Con quanto detto in mente, volendo evitare proprio quella storia e quel biografismo, possiamo partire da qualche ipotesi di lavoro provvisoria che ci possa però accompagnare in una lettura un minimo informata dell’ultima fatica di Michael Hardt e Antonio Negri, Assembly, di cui esiste anche un’edizione italiana, il cui titolo in traduzione (Assemblea) perde però un po’ di significato. Almeno da Marx oltre Marx, passando per Impero, Moltitudine e Comune, Negri, con o senza Hardt, si è messo al lavoro per collassare in un corpus intellettuale unico (anche se forse parlare di “sistema” è eccessivo) le tendenze intellettuali vicine, interagenti ma nonostante ogni sforzo – all’occhio critico – disperatamente disparate che da sempre ispirano la sua filosofia. In ordine assolutamente sparso: il retroterra fondamentale marxista e leninista e da questo un ramo della pianta operaista, e quindi la riscoperta di un marxismo altro, gli echi poststrutturalisti, ergo, attraverso Deleuze, una particolare variante politica dello spinozismo.
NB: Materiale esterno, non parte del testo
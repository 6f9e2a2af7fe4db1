//! Capability Delegation & Webhook Resilience
//!
//! Signed HTTP delegation of giveaway capabilities to registered bot
//! endpoints, with timeout racing, per-target circuit breaking, pluggable
//! fallback strategies, and a durable retry queue with dead-lettering.

pub mod backoff;
pub mod circuit;
pub mod fallback;
pub mod gateway;
pub mod handlers;
pub mod queries;
pub mod queue;
pub mod signing;
pub mod transport;
pub mod types;
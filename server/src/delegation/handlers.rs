//! Delegation API Handlers
//!
//! Operator endpoints for circuits, metrics, dead letters, and target
//! registration, plus the invoke surface used by platform components.

use axum::extract::{Path, Query, State};
use axum::http::StatusCode;
use axum::Json;
use serde::{Deserialize, Serialize};
use serde_json::Value;
use thiserror::Error;
use tracing::{info, instrument};
use uuid::Uuid;

use super::circuit::CircuitSnapshot;
use super::gateway::DelegateError;
use super::types::{
    Capability, DeadLetterJob, DelegationMode, DelegationTarget, Outcome, TargetKey,
};
use super::{queries, signing};
use crate::api::AppState;
use crate::observability::recorder::{aggregate_window, Window, WindowStats};

#[derive(Error, Debug)]
enum ApiError {
    #[error("database error: {0}")]
    Database(sqlx::Error),
    #[error("not found")]
    NotFound,
    #[error("{0}")]
    Validation(String),
}

impl From<ApiError> for (StatusCode, String) {
    fn from(err: ApiError) -> Self {
        match err {
            ApiError::Database(e) => {
                tracing::error!("Database error: {}", e);
                (
                    StatusCode::INTERNAL_SERVER_ERROR,
                    "Internal server error".to_string(),
                )
            }
            ApiError::NotFound => (StatusCode::NOT_FOUND, err.to_string()),
            ApiError::Validation(msg) => (StatusCode::BAD_REQUEST, msg),
        }
    }
}

impl From<DelegateError> for (StatusCode, String) {
    fn from(err: DelegateError) -> Self {
        match err {
            DelegateError::UnknownTarget(key) => (
                StatusCode::NOT_FOUND,
                format!("no delegation target registered for {key}"),
            ),
            DelegateError::Database(e) => {
                tracing::error!("Database error: {}", e);
                (
                    StatusCode::INTERNAL_SERVER_ERROR,
                    "Internal server error".to_string(),
                )
            }
            DelegateError::Queue(e) => {
                tracing::error!("Queue error: {}", e);
                (
                    StatusCode::SERVICE_UNAVAILABLE,
                    "Delegation queue unavailable".to_string(),
                )
            }
            // The target is down AND its fallback could not resolve
            DelegateError::Fallback(e) => (StatusCode::BAD_GATEWAY, e.to_string()),
        }
    }
}

/// Parse a `{app_id}/{capability}` path pair into a target key.
fn parse_key(app_id: Uuid, capability: &str) -> Result<TargetKey, ApiError> {
    let capability = Capability::parse_str(capability)
        .ok_or_else(|| ApiError::Validation(format!("unknown capability '{capability}'")))?;
    Ok(TargetKey::new(app_id, capability))
}

// ---- Invoke ----

#[derive(Debug, Deserialize)]
pub struct InvokeRequest {
    pub application_id: Uuid,
    pub capability: Capability,
    pub payload: Value,
    #[serde(default)]
    pub mode: Option<DelegationMode>,
}

/// POST /`api/delegation/invoke`
#[instrument(skip(state, req))]
pub async fn invoke(
    State(state): State<AppState>,
    Json(req): Json<InvokeRequest>,
) -> Result<Json<Outcome>, (StatusCode, String)> {
    let mode = req.mode.unwrap_or(DelegationMode::Sync);
    let outcome = state
        .gateway
        .delegate(req.application_id, req.capability, req.payload, mode)
        .await?;
    Ok(Json(outcome))
}

// ---- Circuits ----

/// GET /`api/delegation/circuits`
pub async fn list_circuits(State(state): State<AppState>) -> Json<Vec<CircuitSnapshot>> {
    Json(state.breaker.snapshots())
}

/// GET /`api/delegation/circuits/{app_id}/{capability}`
pub async fn get_circuit(
    State(state): State<AppState>,
    Path((app_id, capability)): Path<(Uuid, String)>,
) -> Result<Json<CircuitSnapshot>, (StatusCode, String)> {
    let key = parse_key(app_id, &capability)?;
    let snapshot = state.breaker.snapshot(key).ok_or(ApiError::NotFound)?;
    Ok(Json(snapshot))
}

/// POST /`api/delegation/circuits/{app_id}/{capability}/reset`
#[instrument(skip(state))]
pub async fn reset_circuit(
    State(state): State<AppState>,
    Path((app_id, capability)): Path<(Uuid, String)>,
) -> Result<StatusCode, (StatusCode, String)> {
    let key = parse_key(app_id, &capability)?;
    state.breaker.force_reset(key);
    info!(target_key = %key, "Circuit manually reset");
    Ok(StatusCode::NO_CONTENT)
}

// ---- Metrics ----

#[derive(Debug, Deserialize)]
pub struct MetricsParams {
    pub window: Option<String>,
}

#[derive(Serialize)]
pub struct MetricsResponse {
    pub target: TargetKey,
    pub window: Window,
    #[serde(flatten)]
    pub stats: WindowStats,
    pub success_rate: Option<f64>,
    pub timeout_rate: Option<f64>,
}

/// GET /`api/delegation/metrics/{app_id}/{capability}?window=1h`
pub async fn get_metrics(
    State(state): State<AppState>,
    Path((app_id, capability)): Path<(Uuid, String)>,
    Query(params): Query<MetricsParams>,
) -> Result<Json<MetricsResponse>, (StatusCode, String)> {
    let key = parse_key(app_id, &capability)?;
    let window = match params.window.as_deref() {
        None => Window::H1,
        Some(s) => Window::parse_str(s).ok_or_else(|| {
            ApiError::Validation(format!("unknown window '{s}', expected 1h, 24h, or 7d"))
        })?,
    };

    let stats = aggregate_window(&state.db, key, window)
        .await
        .map_err(ApiError::Database)?;

    Ok(Json(MetricsResponse {
        target: key,
        window,
        success_rate: stats.success_rate(),
        timeout_rate: stats.timeout_rate(),
        stats,
    }))
}

// ---- Dead letters ----

#[derive(Debug, Deserialize)]
pub struct DeadLetterParams {
    pub application_id: Option<Uuid>,
    pub capability: Option<Capability>,
    pub limit: Option<i64>,
}

/// GET /`api/delegation/dead-letters`
pub async fn list_dead_letters(
    State(state): State<AppState>,
    Query(params): Query<DeadLetterParams>,
) -> Result<Json<Vec<DeadLetterJob>>, (StatusCode, String)> {
    let filter = queries::DeadLetterFilter {
        application_id: params.application_id,
        capability: params.capability,
        limit: params.limit,
    };
    let letters = queries::list_dead_letters(&state.db, &filter)
        .await
        .map_err(ApiError::Database)?;
    Ok(Json(letters))
}

/// GET /`api/delegation/dead-letters/{id}`
pub async fn get_dead_letter(
    State(state): State<AppState>,
    Path(id): Path<Uuid>,
) -> Result<Json<DeadLetterJob>, (StatusCode, String)> {
    let letter = queries::get_dead_letter(&state.db, id)
        .await
        .map_err(ApiError::Database)?
        .ok_or(ApiError::NotFound)?;
    Ok(Json(letter))
}

#[derive(Serialize)]
pub struct RequeueResponse {
    pub job_id: Uuid,
    pub request_id: Uuid,
}

/// POST /`api/delegation/dead-letters/{id}/requeue`
#[instrument(skip(state))]
pub async fn requeue_dead_letter(
    State(state): State<AppState>,
    Path(id): Path<Uuid>,
) -> Result<(StatusCode, Json<RequeueResponse>), (StatusCode, String)> {
    let job = queries::requeue_dead_letter(&state.db, id)
        .await
        .map_err(ApiError::Database)?
        .ok_or(ApiError::NotFound)?;

    // Postgres already holds the job; Redis push is only for pickup latency
    if let Err(e) = state.queue.push_now(job.id).await {
        tracing::warn!(job_id = %job.id, error = %e, "Requeued job not pushed to Redis, will surface on recovery");
    }

    info!(dead_letter_id = %id, job_id = %job.id, "Dead letter requeued");
    Ok((
        StatusCode::ACCEPTED,
        Json(RequeueResponse {
            job_id: job.id,
            request_id: job.request_id,
        }),
    ))
}

/// DELETE /`api/delegation/dead-letters/{id}`
#[instrument(skip(state))]
pub async fn delete_dead_letter(
    State(state): State<AppState>,
    Path(id): Path<Uuid>,
) -> Result<StatusCode, (StatusCode, String)> {
    let deleted = queries::delete_dead_letter(&state.db, id)
        .await
        .map_err(ApiError::Database)?;
    if !deleted {
        return Err(ApiError::NotFound.into());
    }
    info!(dead_letter_id = %id, "Dead letter purged");
    Ok(StatusCode::NO_CONTENT)
}

// ---- Targets ----

/// Validate an endpoint URL for delegation delivery.
fn validate_endpoint(url: &str) -> Result<(), ApiError> {
    if url.len() < 10 || url.len() > 2048 {
        return Err(ApiError::Validation(
            "Endpoint must be between 10 and 2048 characters".to_string(),
        ));
    }
    if !url.starts_with("http://") && !url.starts_with("https://") {
        return Err(ApiError::Validation(
            "Endpoint must start with http:// or https://".to_string(),
        ));
    }
    let parsed = reqwest::Url::parse(url)
        .map_err(|_| ApiError::Validation("Invalid endpoint URL".to_string()))?;
    if parsed.host_str().is_none() {
        return Err(ApiError::Validation(
            "Endpoint must contain a host".to_string(),
        ));
    }
    Ok(())
}

#[derive(Debug, Deserialize)]
pub struct UpsertTargetRequest {
    pub endpoint: String,
    pub timeout_ms: Option<i32>,
    #[serde(default)]
    pub is_async: bool,
    pub max_attempts: Option<i32>,
    pub backoff_base_ms: Option<i32>,
    pub backoff_cap_ms: Option<i32>,
    /// Explicitly replace the signing secret of an existing target.
    #[serde(default)]
    pub rotate_secret: bool,
}

#[derive(Serialize)]
pub struct TargetRegisteredResponse {
    #[serde(flatten)]
    pub target: DelegationTarget,
    /// Present only when a secret was just generated (creation or explicit
    /// rotation); not retrievable afterwards.
    #[serde(skip_serializing_if = "Option::is_none")]
    pub signing_secret: Option<String>,
}

/// Pick the signing secret for an upsert: keep the current one on plain
/// updates, generate a fresh one for new targets or explicit rotation.
/// Returns the secret and whether it is newly generated.
fn resolve_secret(current: Option<&str>, rotate: bool) -> (String, bool) {
    match current {
        Some(secret) if !rotate => (secret.to_owned(), false),
        _ => (signing::generate_signing_secret(), true),
    }
}

/// GET /`api/delegation/targets`
pub async fn list_targets(
    State(state): State<AppState>,
) -> Result<Json<Vec<DelegationTarget>>, (StatusCode, String)> {
    let targets = queries::list_targets(&state.db)
        .await
        .map_err(ApiError::Database)?;
    Ok(Json(targets))
}

/// PUT /`api/delegation/targets/{app_id}/{capability}`
#[instrument(skip(state, req))]
pub async fn upsert_target(
    State(state): State<AppState>,
    Path((app_id, capability)): Path<(Uuid, String)>,
    Json(req): Json<UpsertTargetRequest>,
) -> Result<(StatusCode, Json<TargetRegisteredResponse>), (StatusCode, String)> {
    let key = parse_key(app_id, &capability)?;
    validate_endpoint(&req.endpoint)?;

    let timeout_ms = req.timeout_ms.unwrap_or(state.config.default_timeout_ms);
    if !(50..=30_000).contains(&timeout_ms) {
        return Err(ApiError::Validation(
            "timeout_ms must be between 50 and 30000".to_string(),
        )
        .into());
    }
    let max_attempts = req.max_attempts.unwrap_or(state.config.default_max_attempts);
    if !(1..=10).contains(&max_attempts) {
        return Err(ApiError::Validation("max_attempts must be between 1 and 10".to_string()).into());
    }

    // A manifest tweak must not silently invalidate signatures the endpoint
    // already verifies against, so an update keeps the current secret
    let existing = queries::get_target(&state.db, key.application_id, key.capability)
        .await
        .map_err(ApiError::Database)?;
    let (secret, generated) = resolve_secret(
        existing.as_ref().map(|t| t.signing_secret.as_str()),
        req.rotate_secret,
    );

    let upsert = queries::UpsertTarget {
        application_id: key.application_id,
        capability: key.capability,
        endpoint: req.endpoint,
        timeout_ms,
        is_async: req.is_async,
        max_attempts,
        backoff_base_ms: req
            .backoff_base_ms
            .unwrap_or(state.config.default_backoff_base_ms),
        backoff_cap_ms: req
            .backoff_cap_ms
            .unwrap_or(state.config.default_backoff_cap_ms),
        signing_secret: secret.clone(),
    };

    let target = queries::upsert_target(&state.db, &upsert)
        .await
        .map_err(ApiError::Database)?;

    let status = if existing.is_some() {
        StatusCode::OK
    } else {
        StatusCode::CREATED
    };
    info!(target_key = %key, new_secret = generated, "Delegation target registered");
    Ok((
        status,
        Json(TargetRegisteredResponse {
            target,
            signing_secret: generated.then_some(secret),
        }),
    ))
}

#[cfg(test)]
mod tests {
    use super::*;

    #[test]
    fn endpoint_validation_rejects_bad_urls() {
        assert!(validate_endpoint("https://bot.example/hooks/delegate").is_ok());
        assert!(validate_endpoint("short").is_err());
        assert!(validate_endpoint("ftp://bot.example/hooks").is_err());
        assert!(validate_endpoint("https://").is_err());
    }

    #[test]
    fn plain_updates_keep_the_existing_signing_secret() {
        let (secret, generated) = resolve_secret(Some("shh"), false);
        assert_eq!(secret, "shh");
        assert!(!generated);
    }

    #[test]
    fn creation_and_rotation_generate_a_fresh_secret() {
        let (created, generated) = resolve_secret(None, false);
        assert!(generated);
        assert!(!created.is_empty());

        let (rotated, generated) = resolve_secret(Some("shh"), true);
        assert!(generated);
        assert_ne!(rotated, "shh");
    }

    #[test]
    fn path_capability_must_be_known() {
        let app_id = Uuid::new_v4();
        assert!(parse_key(app_id, "winner.selection").is_ok());
        assert!(parse_key(app_id, "winner-selection").is_err());
    }
}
Prima ipotesi di lavoro: la filosofia politica negriana del nuovo millennio è la storia filosofica di un allontanamento dal marxismo compiuto (sia chiaro, non un’abiura), il cui risultato è vicino alla storia degli istituzionalismi radicali, e alle loro radici nella filosofia politico-economica moderna premarxista e nel socialismo utopico. Assembly è il prodotto finale di questo sforzo, che, con la strana luce che l’opera “definitiva” proietta, se enfatizza la bontà di alcune delle ipotesi avanzate nei lavori precedenti altrettante ne scarta tacitamente, o sottopone ad una critica implicita ed esplicita che lascia spiazzati, d’altronde una sensazione familiare a chiunque abbia letto almeno uno dei lavori precedenti. Rimane gran parte dell’analisi di Comune, che è forse il punto di riferimento più saldo di Assembly, che a tratti è quasi un sequel (e mezzo). Di Impero rimangono pochi rimandi che danno quasi una sensazione di estrinsecità; tanto gli oggetti teorici che la questione che aveva ispirato quell’opera (per capirsi, in termini spiccioli, la cosiddetta “globalizzazione”) rimangono in ombra. Non ci si sorprende troppo, visto che tanti di quei discorsi, in un mondo come quello attuale dove la minaccia più immediata sembra essere – a ragione o a torto – tutt’altro rispetto alla presunta anomia del capitale globalizzato e all’eterna diatriba europea sulla libertà dei mari, sembrano irrimediabilmente datati.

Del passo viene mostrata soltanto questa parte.